Нетрудно догадаться, что великому полководцу продемонстрировали нефть, которой так богаты эти места. Она выступала из-под земли, и местные жители пользовались ею как источником света в своих домах или для ночных забав, напоминавших, по сути, современный фейерверк.

Изучая чудом сохранившиеся старые письма, профессор Одинцов обратил внимание на одно из них. Многие признаки указывали на то, что оно принадлежит руке самого Александра Македонского. Анатолий Николаевич смотрел на него и не мог поверить своей удаче. Судя по первым строкам, оно было прощальным, но перевести его полностью учёный не смог. Понял только, что Александр описывает какие-то чудесные предметы, сохранившиеся, по его словам, от загадочно исчезнувшей цивилизации шумеров.

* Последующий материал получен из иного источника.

//! Synthetic nested Gaussian datasets.
//!
//! Three-level random-effects data for demonstrations and tests: each
//! experiment draws a mean, each subject draws a mean around its experiment,
//! each trial draws a response around its subject. All three noise terms are
//! standard normal, so between-level and within-level variance contribute
//! equally. This is the regime where a naive SEM is most misleading.

use rand::Rng;
use rand_distr::StandardNormal;

use crate::table::Table;

/// Generate one nested dataset.
///
/// `n` gives the fan-out per level: `n[0]` experiments, `n[1]` subjects per
/// experiment, `n[2]` trials per subject. `shift` is added to every
/// response. Columns: `level_1`, `level_2`, `level_3` (labels) and
/// `response` (metric).
pub fn nested_gaussian<R: Rng + ?Sized>(rng: &mut R, n: [usize; 3], shift: f64) -> Table {
    let (level_1, level_2, level_3, response) = nested_columns(rng, n, shift);
    Table::new()
        .with_label("level_1", level_1)
        .expect("fresh table")
        .with_label("level_2", level_2)
        .expect("columns have equal length")
        .with_label("level_3", level_3)
        .expect("columns have equal length")
        .with_metric("response", response)
        .expect("columns have equal length")
}

/// Generate two stacked nested datasets, `group_1` and `group_2`, with the
/// second group's responses shifted by `group_diff`.
///
/// Same columns as [`nested_gaussian`] plus a `group` label column, ready
/// for a `top_level("group")` bootstrap.
pub fn two_group<R: Rng + ?Sized>(rng: &mut R, n: [usize; 3], group_diff: f64) -> Table {
    let mut group = Vec::new();
    let mut level_1 = Vec::new();
    let mut level_2 = Vec::new();
    let mut level_3 = Vec::new();
    let mut response = Vec::new();

    for (name, shift) in [("group_1", 0.0), ("group_2", group_diff)] {
        let (l1, l2, l3, resp) = nested_columns(rng, n, shift);
        group.extend(std::iter::repeat(name.to_string()).take(resp.len()));
        level_1.extend(l1);
        level_2.extend(l2);
        level_3.extend(l3);
        response.extend(resp);
    }

    Table::new()
        .with_label("group", group)
        .expect("fresh table")
        .with_label("level_1", level_1)
        .expect("columns have equal length")
        .with_label("level_2", level_2)
        .expect("columns have equal length")
        .with_label("level_3", level_3)
        .expect("columns have equal length")
        .with_metric("response", response)
        .expect("columns have equal length")
}

type Columns = (Vec<String>, Vec<String>, Vec<String>, Vec<f64>);

fn nested_columns<R: Rng + ?Sized>(rng: &mut R, n: [usize; 3], shift: f64) -> Columns {
    let rows = n[0] * n[1] * n[2];
    let mut level_1 = Vec::with_capacity(rows);
    let mut level_2 = Vec::with_capacity(rows);
    let mut level_3 = Vec::with_capacity(rows);
    let mut response = Vec::with_capacity(rows);

    for i in 0..n[0] {
        let experiment_mean: f64 = rng.sample(StandardNormal);
        for j in 0..n[1] {
            let noise: f64 = rng.sample(StandardNormal);
            let subject_mean = experiment_mean + noise;
            for k in 0..n[2] {
                let noise: f64 = rng.sample(StandardNormal);
                level_1.push(i.to_string());
                level_2.push(j.to_string());
                level_3.push(k.to_string());
                response.push(subject_mean + noise + shift);
            }
        }
    }

    (level_1, level_2, level_3, response)
}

Это были два артефакта, свойства которых никто не мог описать обычными словами, а их названия из поколения в поколение передавались как шумерские клинописные символы, не поддающиеся переводу. Один из них Александр назвал железной змеёй, «с которой можно играть, как с живой, но каким бы узлом ты ни завязал её – утром она проснётся прямой, как меч». А второй – стрелой, сделанной из стали, которую невозможно перековать, и «нет такого пламени, в котором бы стрела поддалась молоту, и всё, чем она может удивить, – это превратиться наконец в огненный шар, который наутро окажется всё той же стрелой».

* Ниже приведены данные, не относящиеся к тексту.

//! Non-parametric significance estimation from bootstrap distributions.
//!
//! The estimator never re-accesses the raw dataset: it works purely on the
//! paired replicate values of two groups. For each replicate index `i`, the
//! difference `d_i = a[i] - b[i]` records which group's mean came out larger
//! in that resample. The p-value is the fraction of non-negative differences,
//! folded to ≤ 0.5 as a symmetric two-sided estimate: a small p means the
//! ordering was consistent across nearly all resamples.
//!
//! The fold is applied literally, with no continuity correction for the
//! discreteness of the replicate count.

use serde::{Deserialize, Serialize};

use crate::error::{Error, Result};
use crate::summary::BootstrapSummary;

/// Significance of one unordered group pair.
#[derive(Debug, Clone, Serialize, Deserialize)]
pub struct SignificanceRecord {
    /// Pair name, `"<group1>_<group2>"`.
    pub name: String,
    /// First group of the pair (earlier in group order).
    pub group1: String,
    /// Second group of the pair.
    pub group2: String,
    /// Folded two-sided p-value in `[0, 0.5]`.
    pub p: f64,
    /// Replicate count both distributions were built from.
    pub nboots: usize,
}

/// Estimate the significance of the metric difference between two groups.
///
/// Returns the folded sign-test p-value in `[0, 0.5]`. Fails with
/// [`Error::InvalidArgument`] if either group is absent from the summary or
/// the two distributions have different lengths, and with
/// [`Error::DegenerateInput`] if the distributions are empty (possible for
/// summaries deserialized from external data; the engine never produces
/// them).
///
/// Note one structural edge case: comparing a group against its *own stored
/// distribution* yields p = 0, not 0.5. Every `d_i` is exactly zero, so all
/// differences count as non-negative and the fold maps 1.0 to 0.0. A p ≈ 0.5
/// self-comparison requires two independently bootstrapped copies of the
/// group.
pub fn significance(summary: &BootstrapSummary, group1: &str, group2: &str) -> Result<f64> {
    let a = summary
        .group(group1)
        .ok_or_else(|| Error::invalid(format!("no such group '{group1}'")))?;
    let b = summary
        .group(group2)
        .ok_or_else(|| Error::invalid(format!("no such group '{group2}'")))?;

    if a.replicates.len() != b.replicates.len() {
        return Err(Error::invalid(format!(
            "replicate count mismatch: '{}' has {}, '{}' has {}",
            group1,
            a.replicates.len(),
            group2,
            b.replicates.len()
        )));
    }

    let nboots = a.replicates.len();
    if nboots == 0 {
        return Err(Error::degenerate(format!(
            "empty bootstrap distributions for '{group1}' and '{group2}'"
        )));
    }

    let non_negative = a
        .replicates
        .iter()
        .zip(&b.replicates)
        .filter(|(x, y)| *x - *y >= 0.0)
        .count();

    let p = non_negative as f64 / nboots as f64;
    Ok(if p > 0.5 { 1.0 - p } else { p })
}

/// Significance for every unordered pair of groups, in group order.
///
/// Fails with [`Error::Unsupported`] when the summary holds fewer than two
/// groups, since a two-sample statistic is undefined there.
pub fn pairwise_significance(summary: &BootstrapSummary) -> Result<Vec<SignificanceRecord>> {
    let groups: Vec<&str> = summary.group_names().collect();
    if groups.len() < 2 {
        return Err(Error::unsupported(
            "significance requires at least two groups",
        ));
    }

    let mut records = Vec::with_capacity(groups.len() * (groups.len() - 1) / 2);
    for (i, &group1) in groups.iter().enumerate() {
        for &group2 in &groups[i + 1..] {
            records.push(SignificanceRecord {
                name: format!("{group1}_{group2}"),
                group1: group1.to_string(),
                group2: group2.to_string(),
                p: significance(summary, group1, group2)?,
                nboots: summary.nboots(),
            });
        }
    }
    Ok(records)
}

#[cfg(test)]
mod tests {
    use super::*;
    use crate::summary::{BootstrapSummary, GroupDistribution};

    fn summary_of(groups: Vec<(&str, Vec<f64>)>) -> BootstrapSummary {
        let nboots = groups.first().map_or(0, |(_, r)| r.len());
        BootstrapSummary::from_parts(
            nboots,
            groups
                .into_iter()
                .map(|(name, replicates)| {
                    GroupDistribution::from_replicates(name.to_string(), replicates)
                })
                .collect(),
        )
    }

    #[test]
    fn perfect_separation_gives_zero() {
        let summary = summary_of(vec![
            ("low", vec![0.0; 20]),
            ("high", vec![10.0; 20]),
        ]);
        assert_eq!(significance(&summary, "low", "high").unwrap(), 0.0);
        // Symmetric in argument order because of the fold.
        assert_eq!(significance(&summary, "high", "low").unwrap(), 0.0);
    }

    #[test]
    fn fold_keeps_p_at_most_half() {
        // 7 of 10 differences non-negative: p = 0.7 folds to 0.3.
        let a = vec![1.0, 1.0, 1.0, 1.0, 1.0, 1.0, 1.0, -1.0, -1.0, -1.0];
        let b = vec![0.0; 10];
        let summary = summary_of(vec![("a", a), ("b", b)]);
        let p = significance(&summary, "a", "b").unwrap();
        assert!((p - 0.3).abs() < 1e-12);
    }

    #[test]
    fn self_comparison_is_trivially_zero() {
        // All d_i are exactly 0, which counts as non-negative: p = 1.0,
        // folded to 0. Documented edge case, not a bug.
        let summary = summary_of(vec![
            ("a", vec![1.0, 2.0, 3.0, 4.0]),
            ("b", vec![4.0, 3.0, 2.0, 1.0]),
        ]);
        assert_eq!(significance(&summary, "a", "a").unwrap(), 0.0);
    }

    #[test]
    fn missing_group_is_invalid() {
        let summary = summary_of(vec![("a", vec![1.0]), ("b", vec![2.0])]);
        assert!(matches!(
            significance(&summary, "a", "zzz"),
            Err(Error::InvalidArgument(_))
        ));
    }

    #[test]
    fn empty_distributions_are_degenerate_not_nan() {
        // The engine cannot produce empty distributions, but a deserialized
        // summary can carry them. The 0/0 division must be rejected up
        // front, never returned as NaN.
        let summary = summary_of(vec![("a", vec![]), ("b", vec![])]);
        assert!(matches!(
            significance(&summary, "a", "b"),
            Err(Error::DegenerateInput(_))
        ));
    }

    #[test]
    fn length_mismatch_is_invalid() {
        let summary = summary_of(vec![("a", vec![1.0, 2.0]), ("b", vec![1.0])]);
        assert!(matches!(
            significance(&summary, "a", "b"),
            Err(Error::InvalidArgument(_))
        ));
    }

    #[test]
    fn pairwise_covers_all_unordered_pairs() {
        let summary = summary_of(vec![
            ("a", vec![0.0; 10]),
            ("b", vec![5.0; 10]),
            ("c", vec![10.0; 10]),
        ]);
        let records = pairwise_significance(&summary).unwrap();
        let names: Vec<&str> = records.iter().map(|r| r.name.as_str()).collect();
        assert_eq!(names, vec!["a_b", "a_c", "b_c"]);
        for record in &records {
            assert_eq!(record.p, 0.0);
            assert_eq!(record.nboots, 10);
        }
    }

    #[test]
    fn pairwise_single_group_is_unsupported() {
        let summary = summary_of(vec![("only", vec![1.0, 2.0])]);
        assert!(matches!(
            pairwise_significance(&summary),
            Err(Error::Unsupported(_))
        ));
    }
}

Профессор Одинцов выдвинул гипотезу, что описание этих артефактов как-то связано с металлом, имеющим свойство памяти. Принадлежность их к шумерской цивилизации была весьма сомнительна, скорее сами шумеры получили их в дар от неизвестного народа или они имеют внеземное происхождение. Письмо Аристотелю, описывающее эти предметы, было датировано 323 годом до нашей эры, годом смерти Александра, и больше об этих загадочных предметах нигде не упоминалось. Они исчезли. Более того, никто не видел последнего, предсмертного письма Александра, а ведь умирал он, по свидетельству придворных и близких друзей, около трёх недель. Иногда ему становилось лучше и он мог ходить, пить вино и выглядел относительно здоровым, хоть и предчувствовал, что смерть близка, и «произносил речи, похожие на прощальные», – так описывали его последние дни историки.
И вот это последнее письмо, адресованное Аристотелю, казалось, было в руках у профессора Одинцова, но события уже начали развиваться по худшему сценарию.
Глава 5. Под дипломатическим прикрытием
6 апреля 2003 года, 11:30. Ирак, Багдад
Багдад бомбили уже неделю. Временами бомбёжки затихали, и небольшие группы американских солдат при поддержке бронетехники проникали всё глубже в кварталы древнего города. Автоколонна с российскими дипломатами начала движение из Багдада в сирийский Дамаск. В последней, восьмой машине, внедорожнике «Тойота», находились Мезенцев, Рубцов и профессор Одинцов. За рулём был Мезенцев. Оружие – а это два автомата АКС-74У, ручной пулемёт Калашникова и несколько гранат – прикрыли в салоне одеждой, и при беглом осмотре оно не было заметно. Архив расположили в багажнике между другими коробками, набитыми с целью маскировки всякого рода национальными сувенирами и книгами из посольской библиотеки. Кроме того, всё это могло прикрыть спины пассажиров в случае обстрела из лёгкого стрелкового оружия.
Пока обстановка казалась спокойной и дорога была свободна.